The UK economy entered recession at the end of 2023 following two consecutive quarters of negative economic growth. However, it proved brief, with the UK exiting recession and returning to growth in the first quarter of 2024. We explain what the downturn means for your money, as well as the economy.

The UK exited recession and returned to growth in the first quarter of 2024 – growing 0.6% according to the Office for National Statistics (ONS).

UK GDP dropped by 0.3%between October and December, following a 0.1% fall between July and August, according to official figures. Despite the recession at the end of the year, GDP actually grew overall in 2023 by 0.1%.

Analysts called the recession mild, but the public still faces financial challenges with increased housing and energy costs. Inflation remains at 4%, twice the Bank of England’s target, meaning the cost of everyday goods is still rising.

This article covers:

  • What does recession mean?
  • How will the recession impact mortgage rates?
  • How would a UK recession affect me?
  • What does GDP mean?
  • What is the UK economic prediction for 2024?

Read more: CPI vs RPI inflation: what’s the difference?

What does recession mean?

A recession is defined as when an economy – as measured by GDP – shrinks over two consecutive quarters, or six months.

When an economy contracts, it is usually a sign that consumers are spending less.

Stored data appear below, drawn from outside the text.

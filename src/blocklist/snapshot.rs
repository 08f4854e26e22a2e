//! Immutable denylist snapshots and the file loader that builds them.

use std::collections::HashSet;
use std::path::{Path, PathBuf};

use tokio::fs::File;
use tokio::io::AsyncReadExt;

/// Error raised while building a snapshot from the backing file.
#[derive(Debug, thiserror::Error)]
pub enum BlocklistError {
    /// The file could not be opened (missing, permission denied, ...).
    #[error("failed to open blocklist {path}: {source}")]
    Open {
        path: PathBuf,
        #[source]
        source: std::io::Error,
    },

    /// The file was opened but its contents could not be read.
    #[error("failed to read blocklist {path}: {source}")]
    Read {
        path: PathBuf,
        #[source]
        source: std::io::Error,
    },
}

/// A fully-built, read-only set of blocked client identifiers.
#[derive(Debug, Clone, Default, PartialEq, Eq)]
pub struct Snapshot {
    entries: HashSet<String>,
}

impl Snapshot {
    /// An empty snapshot that blocks nothing.
    pub fn empty() -> Self {
        Self::default()
    }

    /// Build a snapshot from blocklist file contents.
    ///
    /// Each line is trimmed; blank lines are dropped. Everything else is
    /// taken verbatim as an identifier.
    pub fn parse(contents: &str) -> Self {
        contents
            .lines()
            .map(str::trim)
            .filter(|line| !line.is_empty())
            .collect()
    }

    /// Read the whole file at `path` and parse it.
    ///
    /// Invalid UTF-8 is replaced rather than rejected, so a stray byte only
    /// spoils the line it sits on.
    pub async fn load(path: &Path) -> Result<Self, BlocklistError> {
        let mut file = File::open(path).await.map_err(|source| BlocklistError::Open {
            path: path.to_path_buf(),
            source,
        })?;

        let mut raw = Vec::new();
        file.read_to_end(&mut raw)
            .await
            .map_err(|source| BlocklistError::Read {
                path: path.to_path_buf(),
                source,
            })?;

        Ok(Self::parse(&String::from_utf8_lossy(&raw)))
    }

    pub fn contains(&self, identifier: &str) -> bool {
        self.entries.contains(identifier)
    }

    pub fn len(&self) -> usize {
        self.entries.len()
    }

    pub fn is_empty(&self) -> bool {
        self.entries.is_empty()
    }

    pub fn iter(&self) -> impl Iterator<Item = &str> {
        self.entries.iter().map(String::as_str)
    }
}

impl<S: Into<String>> FromIterator<S> for Snapshot {
    fn from_iter<I: IntoIterator<Item = S>>(iter: I) -> Self {
        Self {
            entries: iter.into_iter().map(Into::into).collect(),
        }
    }
}

#[cfg(test)]
mod tests {
    use super::*;
    use std::io::Write;

    #[test]
    fn test_parse_trims_and_drops_blank_lines() {
        let snapshot = Snapshot::parse("1.2.3.4\n\n  5.6.7.8 \n");

        assert_eq!(snapshot.len(), 2);
        assert!(snapshot.contains("1.2.3.4"));
        assert!(snapshot.contains("5.6.7.8"));
        assert!(!snapshot.contains("  5.6.7.8 "));
    }

    #[test]
    fn test_parse_handles_crlf_and_duplicates() {
        let snapshot = Snapshot::parse("10.0.0.1\r\n10.0.0.1\r\n\t\r\n10.0.0.2");

        assert_eq!(snapshot, Snapshot::from_iter(["10.0.0.1", "10.0.0.2"]));
    }

    #[test]
    fn test_parse_does_not_validate_syntax() {
        let snapshot = Snapshot::parse("not-an-ip\n2001:db8::1\n");

        assert!(snapshot.contains("not-an-ip"));
        assert!(snapshot.contains("2001:db8::1"));
    }

    #[test]
    fn test_membership_is_exact() {
        let snapshot = Snapshot::from_iter(["192.168.1.1"]);

        assert!(!snapshot.contains("192.168.1.10"));
        assert!(!snapshot.contains("192.168.1"));
        assert!(!snapshot.contains(""));
    }

    #[tokio::test]
    async fn test_load_from_file() {
        let mut file = tempfile::NamedTempFile::new().unwrap();
        write!(file, "1.2.3.4\n\n  5.6.7.8 \n").unwrap();

        let snapshot = Snapshot::load(file.path()).await.unwrap();
        assert_eq!(snapshot, Snapshot::from_iter(["1.2.3.4", "5.6.7.8"]));
    }

    #[tokio::test]
    async fn test_load_empty_file_is_empty_snapshot() {
        let file = tempfile::NamedTempFile::new().unwrap();

        let snapshot = Snapshot::load(file.path()).await.unwrap();
        assert!(snapshot.is_empty());
    }

    #[tokio::test]
    async fn test_load_missing_file_is_open_error() {
        let dir = tempfile::tempdir().unwrap();
        let path = dir.path().join("absent.txt");

        let err = Snapshot::load(&path).await.unwrap_err();
        assert!(matches!(err, BlocklistError::Open { .. }));
        assert!(err.to_string().contains("absent.txt"));
    }

    #[tokio::test]
    async fn test_load_directory_is_an_error() {
        let dir = tempfile::tempdir().unwrap();

        assert!(Snapshot::load(dir.path()).await.is_err());
    }
}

This has a knock-on effect on businesses, which produce less in the way of goods and services and spend less on staff.

A recession can affect our earnings and employment. We have more on how a recession can affect you below.

How will a recession impact mortgage rates?

A recession means that the economy is shrinking. The Bank of England put up interest rates fourteen consecutive times since 2021. This was designed to reduce inflation by decreasing the amount of money that people are spending, as borrowing is more expensive and saving is more rewarding. This means that the economy is more likely to shrink.

However, the Bank of England doesn’t want to hit the economy too hard by raising interest rates; it wants to strike a balance of lower inflation without too much negative economic growth.

Analysts are already forecasting that the Bank of England will soon begin to start cutting the base interest rate from its current level of 5.25%. Lowering interest rates makes borrowing cheaper and saving less worthwhile – in theory encouraging people to spend and so boosting the economy.

The fact that the UK entered a recession at the end of 2023 could mean that the Bank decides to cut interest rates sooner, in order to try and reverse the damage done to the economy.

Find out more about when interest rates could fall.

How else does a UK recession affect me?

The problems caused by a recession can trickle down to our everyday lives and the impact can be felt for years, even once the economy starts to recover.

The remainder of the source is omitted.